Consideration of the estimand framework is recommended to help informing choices regarding study design and data analysis and clarify how to interpret study findings. Tell me what you want, what you really really want: estimands in observational pharmacoepidemiologic comparative effectiveness and safety studies (Pharmacoepidemiol Drug Saf. 2023 Mar 22) discusses how defining an estimand is instrumental to the process of designing and analysing pharmacoepidemiological comparative effectiveness or safety studies. It applies the ICH Addendum on Estimands and Sensitivity Analysis in Clinical Trials to the Guideline on Statistical principles for Clinical Trial (2019) on estimands to three case studies and shows how defining an estimand ensures that the study targets a treatment effect that aligns with the treatment decision the study aims to inform.

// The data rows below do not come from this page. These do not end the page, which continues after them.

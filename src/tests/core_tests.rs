//! Tests for block identity, block types, and the block store
//!
//! The store is the pipeline under construction: an ordered list of block
//! instances whose position is their execution order.

#[cfg(test)]
mod core_tests {
    use crate::core::block::{BlockCategory, BlockInstance, BlockType};
    use crate::core::envelope::EnvelopeKind;
    use crate::core::parameter::ConfigValue;
    use crate::core::store::BlockStore;
    use crate::core::BlockId;
    use crate::error::PipelineError;

    /// Each new BlockId is a random UUID v4.
    #[test]
    fn test_block_id_creation_and_uniqueness() {
        let id1 = BlockId::new();
        let id2 = BlockId::new();
        assert_ne!(id1, id2, "Block IDs should be unique");
    }

    /// BlockIds serialize as bare UUID strings and parse back.
    #[test]
    fn test_block_id_serialization() {
        let id = BlockId::new();

        let json = serde_json::to_string(&id).expect("Failed to serialize BlockId");
        assert_eq!(json, format!("\"{}\"", id));

        let deserialized: BlockId = serde_json::from_str(&json).expect("Failed to deserialize BlockId");
        assert_eq!(id, deserialized);
        assert_eq!(id.to_string().parse::<BlockId>().unwrap(), id);
    }

    /// Block types use their kebab-case identifiers everywhere.
    #[test]
    fn test_block_type_identifiers() {
        for block_type in BlockType::ALL {
            let name = block_type.as_str();
            assert_eq!(name.parse::<BlockType>().unwrap(), block_type);
            assert_eq!(serde_json::to_string(&block_type).unwrap(), format!("\"{}\"", name));
        }
        assert_eq!(BlockType::OutputAudio.as_str(), "output-audio");
        assert_eq!(
            "speaker".parse::<BlockType>(),
            Err(PipelineError::UnknownBlockType("speaker".into()))
        );
    }

    /// Definitions carry the compatibility table.
    #[test]
    fn test_block_type_definitions() {
        let stt = BlockType::Stt.definition();
        assert_eq!(stt.category, BlockCategory::Processing);
        assert_eq!(stt.input_kind, Some(EnvelopeKind::Audio));
        assert_eq!(stt.output_kind, EnvelopeKind::Text);

        let input_text = BlockType::InputText.definition();
        assert!(input_text.is_source());
        assert_eq!(input_text.required_config_keys().collect::<Vec<_>>(), vec!["text"]);

        assert!(BlockType::OutputText.definition().is_sink());
        assert_eq!(BlockCategory::Processing.display_name(), "Processing");
    }

    /// Instances serialize with a `type` field and plain config values.
    #[test]
    fn test_block_instance_serialization() {
        let block = BlockInstance::new(BlockType::Llm)
            .with_config("provider", "ollama")
            .with_config("temperature", 0.7);

        let json = serde_json::to_value(&block).unwrap();
        assert_eq!(json["type"], "llm");
        assert_eq!(json["config"]["provider"], "ollama");
        assert_eq!(json["config"]["temperature"], 0.7);

        let back: BlockInstance = serde_json::from_value(json).unwrap();
        assert_eq!(back, block);
    }

    /// Empty values read as absent.
    #[test]
    fn test_block_instance_config_accessors() {
        let block = BlockInstance::new(BlockType::Tts)
            .with_config("format", "")
            .with_config("temperature", "1.5")
            .with_config("reference_audio", ConfigValue::Null);

        assert!(block.config_value("format").is_none());
        assert!(block.config_value("reference_audio").is_none());
        assert_eq!(block.config_number("temperature"), Some(1.5));
        assert_eq!(block.config_str("temperature"), Some("1.5"));
        assert!(block.config_str("missing").is_none());
    }

    // ── Store ───────────────────────────────────────────────────────────────

    #[test]
    fn test_store_add_appends_in_order() {
        let mut store = BlockStore::new();
        let a = store.add_block("input-text").unwrap();
        let b = store.add_block("llm").unwrap();
        let c = store.add_block("output-text").unwrap();

        assert_eq!(store.len(), 3);
        assert_eq!(store.position(a), Some(0));
        assert_eq!(store.position(b), Some(1));
        assert_eq!(store.position(c), Some(2));
        assert!(store.get(b).unwrap().config.is_empty());
        assert_eq!(store.get(b).unwrap().block_type, BlockType::Llm);
    }

    #[test]
    fn test_store_add_unknown_type() {
        let mut store = BlockStore::new();
        assert_eq!(
            store.add_block("video-input"),
            Err(PipelineError::UnknownBlockType("video-input".into()))
        );
        assert!(store.is_empty());
    }

    /// Removing closes the gap.
    #[test]
    fn test_store_remove() {
        let mut store = BlockStore::new();
        let a = store.add_block("input-text").unwrap();
        let b = store.add_block("llm").unwrap();
        let c = store.add_block("output-text").unwrap();

        let removed = store.remove_block(b).unwrap();
        assert_eq!(removed.id, b);
        assert_eq!(store.position(a), Some(0));
        assert_eq!(store.position(c), Some(1));
        assert!(!store.contains(b));

        assert_eq!(store.remove_block(b), Err(PipelineError::NotFound(b)));
    }

    /// Config writes are not validated and overwrite earlier values.
    #[test]
    fn test_store_update_config() {
        let mut store = BlockStore::new();
        let id = store.add_block("llm").unwrap();

        store.update_block_config(id, "provider", "ollama").unwrap();
        store.update_block_config(id, "provider", "openai").unwrap();
        store.update_block_config(id, "not-a-field", 3i64).unwrap();

        let block = store.get(id).unwrap();
        assert_eq!(block.config_str("provider"), Some("openai"));
        assert_eq!(block.config.get("not-a-field"), Some(&ConfigValue::Integer(3)));

        let stranger = BlockId::new();
        assert_eq!(
            store.update_block_config(stranger, "provider", "ollama"),
            Err(PipelineError::NotFound(stranger))
        );
    }

    #[test]
    fn test_store_move() {
        let mut store = BlockStore::new();
        let a = store.add_block("input-text").unwrap();
        let b = store.add_block("llm").unwrap();
        let c = store.add_block("output-text").unwrap();

        store.move_block(c, 0).unwrap();
        let order: Vec<BlockId> = store.iter().map(|b| b.id).collect();
        assert_eq!(order, vec![c, a, b]);

        // Past the end clamps to last
        store.move_block(c, 99).unwrap();
        let order: Vec<BlockId> = store.iter().map(|b| b.id).collect();
        assert_eq!(order, vec![a, b, c]);

        let stranger = BlockId::new();
        assert_eq!(store.move_block(stranger, 0), Err(PipelineError::NotFound(stranger)));
    }

    #[test]
    fn test_store_clear() {
        let mut store = BlockStore::new();
        store.add_block("input-text").unwrap();
        store.add_block("output-text").unwrap();

        store.clear();
        assert!(store.is_empty());
        store.clear();
        assert!(store.is_empty());
    }

    /// Snapshots are detached from later edits.
    #[test]
    fn test_store_snapshot_is_independent() {
        let mut store = BlockStore::new();
        let id = store.add_block("input-text").unwrap();
        store.update_block_config(id, "text", "before").unwrap();

        let snapshot = store.snapshot();
        store.update_block_config(id, "text", "after").unwrap();
        store.add_block("output-text").unwrap();

        assert_eq!(snapshot.len(), 1);
        assert_eq!(snapshot[0].config_str("text"), Some("before"));
    }
}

For further reading on how to draft a SAP tailored to observational studies, see DEBATE-statistical analysis plans for observational studies (BMC Med Res Methodol. 2019;19(1):233); Guide to the statistical analysis plan (Pediatric Anesthesia 2019;29:237-42) which provides an exhaustive list of SAP items applicable to both prospective and retrospective observational studies; and The value of statistical analysis plans in observational research: defining high-quality research from the start (JAMA. 2012;308(8):773-4). A good example of a SAP where the main components are included can be found in Necrotizing soft tissue infections - a multicentre, prospective observational study (INFECT): protocol and statistical analysis plan (Acta Anaesthesiol Scand. 2018;62(2);272-79). Modern Epidemiology, 4th ed. (T. Lash, T.J. VanderWeele, S. Haneuse, K. Rothman. Wolters Kluwer, 2020) summarises the phases in a statistical analysis that should all be thought out and described beforehand.